Group I introns and associated homing endonuclease genes reveals a clinal structure for Porphyra spiralis var. amplifolia (Bangiales, Rhodophyta) along the Eastern coast of South America

Abstract

Background: Group I introns are found in the nuclear small subunit ribosomal RNA gene (SSU rDNA) of some species of the genus Porphyra (Bangiales, Rhodophyta). Size polymorphisms in group I introns has been interpreted as the result of the degeneration of homing endonuclease genes (HEG) inserted in peripheral loops of intron paired elements. In this study, intron size polymorphisms were characterized for different Porphyra spiralis var. amplifolia (PSA) populations on the Southern Brazilian coast, and were used to infer genetic relationships and genetic structure of these PSA populations, in addition to cox2-3 and rbcL-S regions. Introns of different sizes were tested qualitatively for in vitro self-splicing.

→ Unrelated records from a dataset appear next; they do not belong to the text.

//! Google Sheets v4 row store.

use crate::SheetConfig;
use async_trait::async_trait;
use quotedesk_core::{FIRST_DATA_ROW, Table};
use quotedesk_error::{QuotedeskResult, SheetError, SheetErrorKind};
use quotedesk_interface::RowStore;
use reqwest::{Client, Method, RequestBuilder, Url};
use serde::Deserialize;
use serde_json::json;
use tokio::sync::OnceCell;
use tracing::{debug, error, info, instrument};

/// Worksheet the store reads and writes, resolved once from metadata.
#[derive(Debug, Clone, PartialEq, Eq)]
struct Worksheet {
    title: String,
    sheet_id: i64,
}

impl Worksheet {
    /// Worksheet title quoted for A1 notation.
    fn quoted_title(&self) -> String {
        format!("'{}'", self.title.replace('\'', "''"))
    }

    /// A1 range covering a single cell.
    fn cell_range(&self, row_index: usize, col_index: usize) -> String {
        format!(
            "{}!{}{}",
            self.quoted_title(),
            column_letter(col_index),
            row_index
        )
    }
}

#[derive(Debug, Deserialize)]
struct SpreadsheetMetadata {
    #[serde(default)]
    sheets: Vec<SheetEntry>,
}

#[derive(Debug, Deserialize)]
struct SheetEntry {
    properties: SheetProperties,
}

#[derive(Debug, Deserialize)]
#[serde(rename_all = "camelCase")]
struct SheetProperties {
    #[serde(default)]
    sheet_id: i64,
    title: String,
}

#[derive(Debug, Deserialize)]
struct ValueRange {
    #[serde(default)]
    values: Vec<Vec<String>>,
}

/// Converts a 1-based column index to its A1 letters (1 → A, 27 → AA).
pub fn column_letter(col_index: usize) -> String {
    let mut remaining = col_index;
    let mut letters = Vec::new();
    while remaining > 0 {
        let offset = ((remaining - 1) % 26) as u8;
        letters.push((b'A' + offset) as char);
        remaining = (remaining - 1) / 26;
    }
    letters.iter().rev().collect()
}

/// Row store backed by one worksheet of a Google spreadsheet.
///
/// Requests carry a bearer token supplied through configuration; obtaining
/// and refreshing that token is left to the caller (for example
/// `gcloud auth print-access-token` or a service-account exchange).
#[derive(Debug)]
pub struct GoogleSheetsStore {
    client: Client,
    api_base: String,
    spreadsheet_id: String,
    access_token: String,
    worksheet: Option<String>,
    target: OnceCell<Worksheet>,
}

impl GoogleSheetsStore {
    /// Creates a store for a spreadsheet.
    ///
    /// `worksheet` selects a tab by title; `None` uses the first tab.
    pub fn new(
        api_base: impl Into<String>,
        spreadsheet_id: impl Into<String>,
        access_token: impl Into<String>,
        worksheet: Option<String>,
    ) -> Self {
        Self {
            client: Client::new(),
            api_base: api_base.into(),
            spreadsheet_id: spreadsheet_id.into(),
            access_token: access_token.into(),
            worksheet,
            target: OnceCell::new(),
        }
    }

    /// Creates a store from sheet settings.
    ///
    /// # Errors
    ///
    /// Returns a configuration error when the spreadsheet id or access
    /// token is missing.
    pub fn from_config(config: &SheetConfig) -> QuotedeskResult<Self> {
        Ok(Self::new(
            config.api_base().clone(),
            config.require_spreadsheet_id()?,
            config.require_access_token()?,
            config.worksheet().clone(),
        ))
    }

    fn url(&self, segments: &[&str]) -> Result<Url, SheetError> {
        let mut url = Url::parse(&self.api_base).map_err(|e| {
            SheetError::new(SheetErrorKind::Request(format!(
                "Invalid API base '{}': {}",
                self.api_base, e
            )))
        })?;
        url.path_segments_mut()
            .map_err(|_| {
                SheetError::new(SheetErrorKind::Request(format!(
                    "API base '{}' cannot hold a path",
                    self.api_base
                )))
            })?
            .pop_if_empty()
            .extend(segments);
        Ok(url)
    }

    fn request(&self, method: Method, url: Url) -> RequestBuilder {
        self.client
            .request(method, url)
            .bearer_auth(&self.access_token)
    }

    async fn send<T: serde::de::DeserializeOwned>(
        &self,
        request: RequestBuilder,
    ) -> Result<T, SheetError> {
        let response = request.send().await.map_err(|e| {
            error!(error = ?e, "Sheets request failed");
            SheetError::new(SheetErrorKind::Request(e.to_string()))
        })?;

        let status = response.status();
        if !status.is_success() {
            let message = response.text().await.unwrap_or_default();
            error!(status = %status, error = %message, "Sheets API error");
            return Err(SheetError::new(SheetErrorKind::Api {
                status: status.as_u16(),
                message,
            }));
        }

        response.json::<T>().await.map_err(|e| {
            SheetError::new(SheetErrorKind::Request(format!(
                "Failed to parse response: {}",
                e
            )))
        })
    }

    async fn worksheet(&self) -> Result<&Worksheet, SheetError> {
        self.target
            .get_or_try_init(|| async {
                let mut url = self.url(&[self.spreadsheet_id.as_str()])?;
                url.query_pairs_mut()
                    .append_pair("fields", "sheets.properties(sheetId,title)");

                let metadata: SpreadsheetMetadata =
                    self.send(self.request(Method::GET, url)).await?;

                let entry = match &self.worksheet {
                    Some(title) => metadata
                        .sheets
                        .into_iter()
                        .find(|sheet| &sheet.properties.title == title),
                    None => metadata.sheets.into_iter().next(),
                }
                .ok_or_else(|| {
                    SheetError::new(SheetErrorKind::WorksheetNotFound(
                        self.worksheet
                            .clone()
                            .unwrap_or_else(|| "(first worksheet)".to_string()),
                    ))
                })?;

                info!(
                    title = %entry.properties.title,
                    sheet_id = entry.properties.sheet_id,
                    "Resolved worksheet"
                );
                Ok::<_, SheetError>(Worksheet {
                    title: entry.properties.title,
                    sheet_id: entry.properties.sheet_id,
                })
            })
            .await
    }
}

#[async_trait]
impl RowStore for GoogleSheetsStore {
    #[instrument(skip(self), fields(spreadsheet = %self.spreadsheet_id))]
    async fn read_all(&self) -> QuotedeskResult<Table> {
        let worksheet = self.worksheet().await?;
        let url = self.url(&[
            self.spreadsheet_id.as_str(),
            "values",
            worksheet.quoted_title().as_str(),
        ])?;

        let range: ValueRange = self.send(self.request(Method::GET, url)).await?;
        debug!(rows = range.values.len(), "Read worksheet values");

        Ok(Table::from_values(range.values)?)
    }

    #[instrument(skip(self, values), fields(spreadsheet = %self.spreadsheet_id, cells = values.len()))]
    async fn append(&self, values: &[String]) -> QuotedeskResult<()> {
        let worksheet = self.worksheet().await?;
        let segment = format!("{}!A1:append", worksheet.quoted_title());
        let mut url = self.url(&[self.spreadsheet_id.as_str(), "values", segment.as_str()])?;
        url.query_pairs_mut()
            .append_pair("valueInputOption", "USER_ENTERED")
            .append_pair("insertDataOption", "INSERT_ROWS");

        let body = json!({ "majorDimension": "ROWS", "values": [values] });
        let _: serde_json::Value = self
            .send(self.request(Method::POST, url).json(&body))
            .await?;
        debug!("Appended row");
        Ok(())
    }

    #[instrument(skip(self, value), fields(spreadsheet = %self.spreadsheet_id))]
    async fn update_cell(
        &self,
        row_index: usize,
        col_index: usize,
        value: &str,
    ) -> QuotedeskResult<()> {
        if row_index < FIRST_DATA_ROW {
            return Err(SheetError::new(SheetErrorKind::RowOutOfRange(row_index)).into());
        }
        if col_index == 0 {
            return Err(SheetError::new(SheetErrorKind::ColumnOutOfRange(col_index)).into());
        }

        let worksheet = self.worksheet().await?;
        let range = worksheet.cell_range(row_index, col_index);
        let mut url = self.url(&[self.spreadsheet_id.as_str(), "values", range.as_str()])?;
        url.query_pairs_mut()
            .append_pair("valueInputOption", "USER_ENTERED");

        let body = json!({ "range": range, "majorDimension": "ROWS", "values": [[value]] });
        let _: serde_json::Value = self
            .send(self.request(Method::PUT, url).json(&body))
            .await?;
        debug!(range = %range, "Updated cell");
        Ok(())
    }

    #[instrument(skip(self), fields(spreadsheet = %self.spreadsheet_id))]
    async fn delete_row(&self, row_index: usize) -> QuotedeskResult<()> {
        if row_index < FIRST_DATA_ROW {
            return Err(SheetError::new(SheetErrorKind::RowOutOfRange(row_index)).into());
        }

        let worksheet = self.worksheet().await?;
        let segment = format!("{}:batchUpdate", self.spreadsheet_id);
        let url = self.url(&[segment.as_str()])?;

        // deleteDimension takes a 0-based, end-exclusive range.
        let body = json!({
            "requests": [{
                "deleteDimension": {
                    "range": {
                        "sheetId": worksheet.sheet_id,
                        "dimension": "ROWS",
                        "startIndex": row_index - 1,
                        "endIndex": row_index,
                    }
                }
            }]
        });
        let _: serde_json::Value = self
            .send(self.request(Method::POST, url).json(&body))
            .await?;
        debug!(row_index, "Deleted row");
        Ok(())
    }
}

Results: Five intron size polymorphisms within 17 haplotypes were obtained from 80 individuals representing eight localities along the distribution of PSA in the Eastern coast of South America. In order to infer genetic structure and genetic relationships of PSA, these polymorphisms and haplotypes were used as markers for pairwise Fst analyses, Mantel's test and median joining network. The five cox2-3 haplotypes and the unique rbcL-S haplotype were used as markers for summary statistics, neutrality tests Tajima's D and Fu's Fs and for median joining network analyses. An event of demographic expansion from a population with low effective number, followed by a pattern of isolation by distance was obtained for PSA populations with the three analyses. In vitro experiments have shown that introns of different lengths were able to self-splice from pre-RNA transcripts.

Conclusion: The findings indicated that degenerated HEGs are reminiscent of the presence of a full-length and functional HEG, once fixed for PSA populations. The cline of HEG degeneration determined the pattern of isolation by distance. Analyses with the other markers indicated an event of demographic expansion from a population with low effective number. The different degrees of degeneration of the HEG do not refrain intron self-splicing. To our knowledge, this was the first study to address intraspecific evolutionary history of a nuclear group I intron; to use nuclear, mitochondrial and chloroplast DNA for population level analyses of Porphyra; and intron size polymorphism as a marker for population genetics.

Figure 1

Map of South America highlighting Porphyra spiralis var. amplifolia (PSA) collection sites. 1- PSA-A; 2- PSA-L; 3- PSA-R*; 4- PSA-I; 5- PSA-S; 6- PSA-T; 7- PSA-G; 8- PSA-C; 9- PSA-D*; 10- PSA-B*; 11- PSA-V. Additional information on collections sites are presented on Table 1. * Data obtained from Oliveira and Ragan [2].

Figure 2

Translation of homing endonuclease gene open reading frames of the five size polymorphisms. The His-Cys box motif is underlined and zinc binding sites and active sites found in I-PpoI endonuclease are indicated by line above amino acids. Stop codon is indicated by asterisk. End of sequence without stop codon is indicated by +. H – haplotype.

Figure 3

Median-joining networks: A – Introns + homing endonuclease gene (HEG); B – and introns without HEG; C – Cox2-3 region. Circles indicate sequence types and circle sizes are proportional to haplotype frequency. Lines indicate substitutions (not on scale). MV- median vector, H- haplotype. Haplotypes were not plotted on intron without HEG network.